[The data]

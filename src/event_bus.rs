/*
    Copyright © 2023, ParallelChain Lab
    Licensed under the Apache License, Version 2.0: http://www.apache.org/licenses/LICENSE-2.0
*/

//! The thread that fires user-registered (and logging) handlers for the events a base publishes.

use crate::events::*;
use crate::logging::Logger;
use std::sync::mpsc::Receiver;
use std::sync::mpsc::RecvTimeoutError;
use std::sync::mpsc::TryRecvError;
use std::thread;
use std::thread::JoinHandle;
use std::time::Duration;

pub(crate) type HandlerPtr<T> = Box<dyn Fn(&T) + Send>;

pub(crate) struct EventHandlers {
    pub(crate) append_handlers: Vec<HandlerPtr<AppendEvent>>,
    pub(crate) apply_handlers: Vec<HandlerPtr<ApplyEvent>>,
    pub(crate) truncate_handlers: Vec<HandlerPtr<TruncateEvent>>,
    pub(crate) index_handlers: Vec<HandlerPtr<IndexEvent>>,
    pub(crate) sign_handlers: Vec<HandlerPtr<SignEvent>>,
    pub(crate) add_writer_handlers: Vec<HandlerPtr<AddWriterEvent>>,
    pub(crate) remove_writer_handlers: Vec<HandlerPtr<RemoveWriterEvent>>,
    pub(crate) update_indexers_handlers: Vec<HandlerPtr<UpdateIndexersEvent>>,
    pub(crate) start_fast_forward_handlers: Vec<HandlerPtr<StartFastForwardEvent>>,
    pub(crate) end_fast_forward_handlers: Vec<HandlerPtr<EndFastForwardEvent>>,
    pub(crate) interrupt_handlers: Vec<HandlerPtr<InterruptEvent>>,
    pub(crate) error_handlers: Vec<HandlerPtr<ErrorEvent>>,
}

/// Push `handler` (if any) and, if `log` is set, the default logger of `T` into `handlers`.
fn handlers_for<T: Logger>(log: bool, handler: Option<HandlerPtr<T>>) -> Vec<HandlerPtr<T>> {
    let mut handlers = Vec::new();
    if log {
        handlers.push(T::get_logger());
    }
    if let Some(handler) = handler {
        handlers.push(handler);
    }
    handlers
}

impl EventHandlers {
    #[allow(clippy::too_many_arguments)]
    pub(crate) fn new(
        log_events: bool,
        append_handler: Option<HandlerPtr<AppendEvent>>,
        apply_handler: Option<HandlerPtr<ApplyEvent>>,
        truncate_handler: Option<HandlerPtr<TruncateEvent>>,
        index_handler: Option<HandlerPtr<IndexEvent>>,
        sign_handler: Option<HandlerPtr<SignEvent>>,
        add_writer_handler: Option<HandlerPtr<AddWriterEvent>>,
        remove_writer_handler: Option<HandlerPtr<RemoveWriterEvent>>,
        update_indexers_handler: Option<HandlerPtr<UpdateIndexersEvent>>,
        start_fast_forward_handler: Option<HandlerPtr<StartFastForwardEvent>>,
        end_fast_forward_handler: Option<HandlerPtr<EndFastForwardEvent>>,
        interrupt_handler: Option<HandlerPtr<InterruptEvent>>,
        error_handler: Option<HandlerPtr<ErrorEvent>>,
    ) -> EventHandlers {
        EventHandlers {
            append_handlers: handlers_for(log_events, append_handler),
            apply_handlers: handlers_for(log_events, apply_handler),
            truncate_handlers: handlers_for(log_events, truncate_handler),
            index_handlers: handlers_for(log_events, index_handler),
            sign_handlers: handlers_for(log_events, sign_handler),
            add_writer_handlers: handlers_for(log_events, add_writer_handler),
            remove_writer_handlers: handlers_for(log_events, remove_writer_handler),
            update_indexers_handlers: handlers_for(log_events, update_indexers_handler),
            start_fast_forward_handlers: handlers_for(log_events, start_fast_forward_handler),
            end_fast_forward_handlers: handlers_for(log_events, end_fast_forward_handler),
            interrupt_handlers: handlers_for(log_events, interrupt_handler),
            error_handlers: handlers_for(log_events, error_handler),
        }
    }

    pub(crate) fn is_empty(&self) -> bool {
        self.append_handlers.is_empty()
            && self.apply_handlers.is_empty()
            && self.truncate_handlers.is_empty()
            && self.index_handlers.is_empty()
            && self.sign_handlers.is_empty()
            && self.add_writer_handlers.is_empty()
            && self.remove_writer_handlers.is_empty()
            && self.update_indexers_handlers.is_empty()
            && self.start_fast_forward_handlers.is_empty()
            && self.end_fast_forward_handlers.is_empty()
            && self.interrupt_handlers.is_empty()
            && self.error_handlers.is_empty()
    }

    pub fn fire_handlers(&self, event: Event) {
        match event {
            Event::Append(append_event) => self
                .append_handlers
                .iter()
                .for_each(|handler| handler(&append_event)),

            Event::Apply(apply_event) => self
                .apply_handlers
                .iter()
                .for_each(|handler| handler(&apply_event)),

            Event::Truncate(truncate_event) => self
                .truncate_handlers
                .iter()
                .for_each(|handler| handler(&truncate_event)),

            Event::Index(index_event) => self
                .index_handlers
                .iter()
                .for_each(|handler| handler(&index_event)),

            Event::Sign(sign_event) => self
                .sign_handlers
                .iter()
                .for_each(|handler| handler(&sign_event)),

            Event::AddWriter(add_writer_event) => self
                .add_writer_handlers
                .iter()
                .for_each(|handler| handler(&add_writer_event)),

            Event::RemoveWriter(remove_writer_event) => self
                .remove_writer_handlers
                .iter()
                .for_each(|handler| handler(&remove_writer_event)),

            Event::UpdateIndexers(update_indexers_event) => self
                .update_indexers_handlers
                .iter()
                .for_each(|handler| handler(&update_indexers_event)),

            Event::StartFastForward(start_fast_forward_event) => self
                .start_fast_forward_handlers
                .iter()
                .for_each(|handler| handler(&start_fast_forward_event)),

            Event::EndFastForward(end_fast_forward_event) => self
                .end_fast_forward_handlers
                .iter()
                .for_each(|handler| handler(&end_fast_forward_event)),

            Event::Interrupt(interrupt_event) => self
                .interrupt_handlers
                .iter()
                .for_each(|handler| handler(&interrupt_event)),

            Event::Error(error_event) => self
                .error_handlers
                .iter()
                .for_each(|handler| handler(&error_event)),
        }
    }
}

pub(crate) fn start_event_bus(
    event_handlers: EventHandlers,
    event_subscriber: Receiver<Event>,
    shutdown_signal: Receiver<()>,
) -> JoinHandle<()> {
    thread::spawn(move || loop {
        match shutdown_signal.try_recv() {
            Ok(()) | Err(TryRecvError::Disconnected) => {
                // Fire the handlers of events published before shutdown.
                while let Ok(event) = event_subscriber.try_recv() {
                    event_handlers.fire_handlers(event)
                }
                return;
            }
            Err(TryRecvError::Empty) => (),
        }

        match event_subscriber.recv_timeout(Duration::from_millis(10)) {
            Ok(event) => event_handlers.fire_handlers(event),
            Err(RecvTimeoutError::Timeout) => (),
            Err(RecvTimeoutError::Disconnected) => return,
        }
    })
}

[/The data]

Take the listing above and write it out again exactly.

§ Solution below:
filename src/event_bus.rs
/*
    Copyright © 2023, ParallelChain Lab
    Licensed under the Apache License, Version 2.0: http://www.apache.org/licenses/LICENSE-2.0
*/

//! The thread that fires user-registered (and logging) handlers for the events a base publishes.

use crate::events::*;
use crate::logging::Logger;
use std::sync::mpsc::Receiver;
use std::sync::mpsc::RecvTimeoutError;
use std::sync::mpsc::TryRecvError;
use std::thread;
use std::thread::JoinHandle;
use std::time::Duration;

pub(crate) type HandlerPtr<T> = Box<dyn Fn(&T) + Send>;

pub(crate) struct EventHandlers {
    pub(crate) append_handlers: Vec<HandlerPtr<AppendEvent>>,
    pub(crate) apply_handlers: Vec<HandlerPtr<ApplyEvent>>,
    pub(crate) truncate_handlers: Vec<HandlerPtr<TruncateEvent>>,
    pub(crate) index_handlers: Vec<HandlerPtr<IndexEvent>>,
    pub(crate) sign_handlers: Vec<HandlerPtr<SignEvent>>,
    pub(crate) add_writer_handlers: Vec<HandlerPtr<AddWriterEvent>>,
    pub(crate) remove_writer_handlers: Vec<HandlerPtr<RemoveWriterEvent>>,
    pub(crate) update_indexers_handlers: Vec<HandlerPtr<UpdateIndexersEvent>>,
    pub(crate) start_fast_forward_handlers: Vec<HandlerPtr<StartFastForwardEvent>>,
    pub(crate) end_fast_forward_handlers: Vec<HandlerPtr<EndFastForwardEvent>>,
    pub(crate) interrupt_handlers: Vec<HandlerPtr<InterruptEvent>>,
    pub(crate) error_handlers: Vec<HandlerPtr<ErrorEvent>>,
}

/// Push `handler` (if any) and, if `log` is set, the default logger of `T` into `handlers`.
fn handlers_for<T: Logger>(log: bool, handler: Option<HandlerPtr<T>>) -> Vec<HandlerPtr<T>> {
    let mut handlers = Vec::new();
    if log {
        handlers.push(T::get_logger());
    }
    if let Some(handler) = handler {
        handlers.push(handler);
    }
    handlers
}

impl EventHandlers {
    #[allow(clippy::too_many_arguments)]
    pub(crate) fn new(
        log_events: bool,
        append_handler: Option<HandlerPtr<AppendEvent>>,
        apply_handler: Option<HandlerPtr<ApplyEvent>>,
        truncate_handler: Option<HandlerPtr<TruncateEvent>>,
        index_handler: Option<HandlerPtr<IndexEvent>>,
        sign_handler: Option<HandlerPtr<SignEvent>>,
        add_writer_handler: Option<HandlerPtr<AddWriterEvent>>,
        remove_writer_handler: Option<HandlerPtr<RemoveWriterEvent>>,
        update_indexers_handler: Option<HandlerPtr<UpdateIndexersEvent>>,
        start_fast_forward_handler: Option<HandlerPtr<StartFastForwardEvent>>,
        end_fast_forward_handler: Option<HandlerPtr<EndFastForwardEvent>>,
        interrupt_handler: Option<HandlerPtr<InterruptEvent>>,
        error_handler: Option<HandlerPtr<ErrorEvent>>,
    ) -> EventHandlers {
        EventHandlers {
            append_handlers: handlers_for(log_events, append_handler),
            apply_handlers: handlers_for(log_events, apply_handler),
            truncate_handlers: handlers_for(log_events, truncate_handler),
            index_handlers: handlers_for(log_events, index_handler),
            sign_handlers: handlers_for(log_events, sign_handler),
            add_writer_handlers: handlers_for(log_events, add_writer_handler),
            remove_writer_handlers: handlers_for(log_events, remove_writer_handler),
            update_indexers_handlers: handlers_for(log_events, update_indexers_handler),
            start_fast_forward_handlers: handlers_for(log_events, start_fast_forward_handler),
            end_fast_forward_handlers: handlers_for(log_events, end_fast_forward_handler),
            interrupt_handlers: handlers_for(log_events, interrupt_handler),
            error_handlers: handlers_for(log_events, error_handler),
        }
    }

    pub(crate) fn is_empty(&self) -> bool {
        self.append_handlers.is_empty()
            && self.apply_handlers.is_empty()
            && self.truncate_handlers.is_empty()
            && self.index_handlers.is_empty()
            && self.sign_handlers.is_empty()
            && self.add_writer_handlers.is_empty()
            && self.remove_writer_handlers.is_empty()
            && self.update_indexers_handlers.is_empty()
            && self.start_fast_forward_handlers.is_empty()
            && self.end_fast_forward_handlers.is_empty()
            && self.interrupt_handlers.is_empty()
            && self.error_handlers.is_empty()
    }

    pub fn fire_handlers(&self, event: Event) {
        match event {
            Event::Append(append_event) => self
                .append_handlers
                .iter()
                .for_each(|handler| handler(&append_event)),

            Event::Apply(apply_event) => self
                .apply_handlers
                .iter()
                .for_each(|handler| handler(&apply_event)),

            Event::Truncate(truncate_event) => self
                .truncate_handlers
                .iter()
                .for_each(|handler| handler(&truncate_event)),

            Event::Index(index_event) => self
                .index_handlers
                .iter()
                .for_each(|handler| handler(&index_event)),

            Event::Sign(sign_event) => self
                .sign_handlers
                .iter()
                .for_each(|handler| handler(&sign_event)),

            Event::AddWriter(add_writer_event) => self
                .add_writer_handlers
                .iter()
                .for_each(|handler| handler(&add_writer_event)),

            Event::RemoveWriter(remove_writer_event) => self
                .remove_writer_handlers
                .iter()
                .for_each(|handler| handler(&remove_writer_event)),

            Event::UpdateIndexers(update_indexers_event) => self
                .update_indexers_handlers
                .iter()
                .for_each(|handler| handler(&update_indexers_event)),

            Event::StartFastForward(start_fast_forward_event) => self
                .start_fast_forward_handlers
                .iter()
                .for_each(|handler| handler(&start_fast_forward_event)),

            Event::EndFastForward(end_fast_forward_event) => self
                .end_fast_forward_handlers
                .iter()
                .for_each(|handler| handler(&end_fast_forward_event)),

            Event::Interrupt(interrupt_event) => self
                .interrupt_handlers
                .iter()
                .for_each(|handler| handler(&interrupt_event)),

            Event::Error(error_event) => self
                .error_handlers
                .iter()
                .for_each(|handler| handler(&error_event)),
        }
    }
}

pub(crate) fn start_event_bus(
    event_handlers: EventHandlers,
    event_subscriber: Receiver<Event>,
    shutdown_signal: Receiver<()>,
) -> JoinHandle<()> {
    thread::spawn(move || loop {
        match shutdown_signal.try_recv() {
            Ok(()) | Err(TryRecvError::Disconnected) => {
                // Fire the handlers of events published before shutdown.
                while let Ok(event) = event_subscriber.try_recv() {
                    event_handlers.fire_handlers(event)
                }
                return;
            }
            Err(TryRecvError::Empty) => (),
        }

        match event_subscriber.recv_timeout(Duration::from_millis(10)) {
            Ok(event) => event_handlers.fire_handlers(event),
            Err(RecvTimeoutError::Timeout) => (),
            Err(RecvTimeoutError::Disconnected) => return,
        }
    })
}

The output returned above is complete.